According to the Highbush Blueberry Council, the blueberry industry is responsible for creating and sustaining more than 44,535 full-time equivalent jobs each year and generating $4.7 billion in total economic impact.

“The U.S. highbush blueberry industry — including 12,739 blueberry farms — is a powerful financial force,” said Kasey Cronquist, president of the U.S. Highbush Blueberry Council. “Behind every farm are growers who not only tend a truly remarkable superfruit, but also stimulate business activity, create thousands of jobs and contribute mightily to the economy.”

Cronquist believes innovation will continue to propel the industry forward.
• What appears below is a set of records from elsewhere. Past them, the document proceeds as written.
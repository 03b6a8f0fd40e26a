use std::path::PathBuf;

use anyhow::{anyhow, Context, Result};
use scrollpdf_core::TextSpan;
use url::Url;

#[cfg(feature = "pdf")]
mod pdfium;

#[cfg(feature = "pdf")]
pub use pdfium::PdfiumProvider;

#[cfg(feature = "pdf")]
pub type PdfDocumentProvider = PdfiumProvider;

/// Accepts plain filesystem paths and `file://` URLs.
pub fn locator_to_path(locator: &str) -> Result<PathBuf> {
    let trimmed = locator.trim();
    if trimmed.is_empty() {
        return Err(anyhow!("empty document locator"));
    }
    if trimmed.contains("://") {
        let url = Url::parse(trimmed).with_context(|| format!("invalid locator {trimmed:?}"))?;
        if url.scheme() != "file" {
            return Err(anyhow!(
                "unsupported locator scheme {:?}; only local files can be opened",
                url.scheme()
            ));
        }
        return url
            .to_file_path()
            .map_err(|_| anyhow!("locator {trimmed:?} does not name a local file"));
    }
    Ok(PathBuf::from(trimmed))
}

/// Maps a rectangle in PDF user space (origin bottom-left, points) onto the
/// raster's coordinate space (origin top-left, scaled).
pub fn span_from_bounds(
    text: String,
    left: f32,
    top: f32,
    right: f32,
    bottom: f32,
    page_height: f32,
    scale: f32,
) -> Option<TextSpan> {
    let width = (right - left) * scale;
    let height = (top - bottom) * scale;
    if text.trim().is_empty() || width <= 0.0 || height <= 0.0 {
        return None;
    }
    Some(TextSpan {
        text,
        left: left * scale,
        top: (page_height - top) * scale,
        width,
        height,
    })
}

#[cfg(test)]
mod tests {
    use super::*;

    #[test]
    fn plain_paths_pass_through() {
        assert_eq!(
            locator_to_path(" /tmp/book.pdf ").unwrap(),
            PathBuf::from("/tmp/book.pdf")
        );
        assert_eq!(
            locator_to_path("docs/a.pdf").unwrap(),
            PathBuf::from("docs/a.pdf")
        );
    }

    #[cfg(unix)]
    #[test]
    fn file_urls_become_paths() {
        assert_eq!(
            locator_to_path("file:///tmp/my%20book.pdf").unwrap(),
            PathBuf::from("/tmp/my book.pdf")
        );
    }

    #[test]
    fn remote_and_empty_locators_are_rejected() {
        assert!(locator_to_path("https://example.org/a.pdf").is_err());
        assert!(locator_to_path("   ").is_err());
    }

    #[test]
    fn spans_flip_to_top_left_origin() {
        let span = span_from_bounds("Title".into(), 72.0, 720.0, 172.0, 700.0, 792.0, 2.0).unwrap();
        assert_eq!(span.left, 144.0);
        assert_eq!(span.top, 144.0);
        assert_eq!(span.width, 200.0);
        assert_eq!(span.height, 40.0);
    }

    #[test]
    fn degenerate_spans_are_dropped() {
        assert!(span_from_bounds("x".into(), 10.0, 10.0, 10.0, 0.0, 100.0, 1.0).is_none());
        assert!(span_from_bounds("  ".into(), 0.0, 10.0, 10.0, 0.0, 100.0, 1.0).is_none());
    }
}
This starts with improved genetics, and includes areas such as advancements in machinery, precision agriculture, robotics, artificial intelligence, and more.

Consumers are eating berries at home, in the office, at school, on the go, mixed in with other food, blended into a smoothie, and hundreds of other ways. Retailers can cater to them all by carrying multiple pack sizes, like small serving size packs for a children’s lunch box, or the big bulk packs for consumers who want to enjoy berries throughout the day, perhaps in a smoothie in the morning, a snack in the afternoon, and a topping for dessert.

For retailers, the secret to increasing berry sales is to create eye-catching displays at the front of the produce department, drawing customers in and helping the whole department. Cross-merchandising can also open up improved possibilities for sales.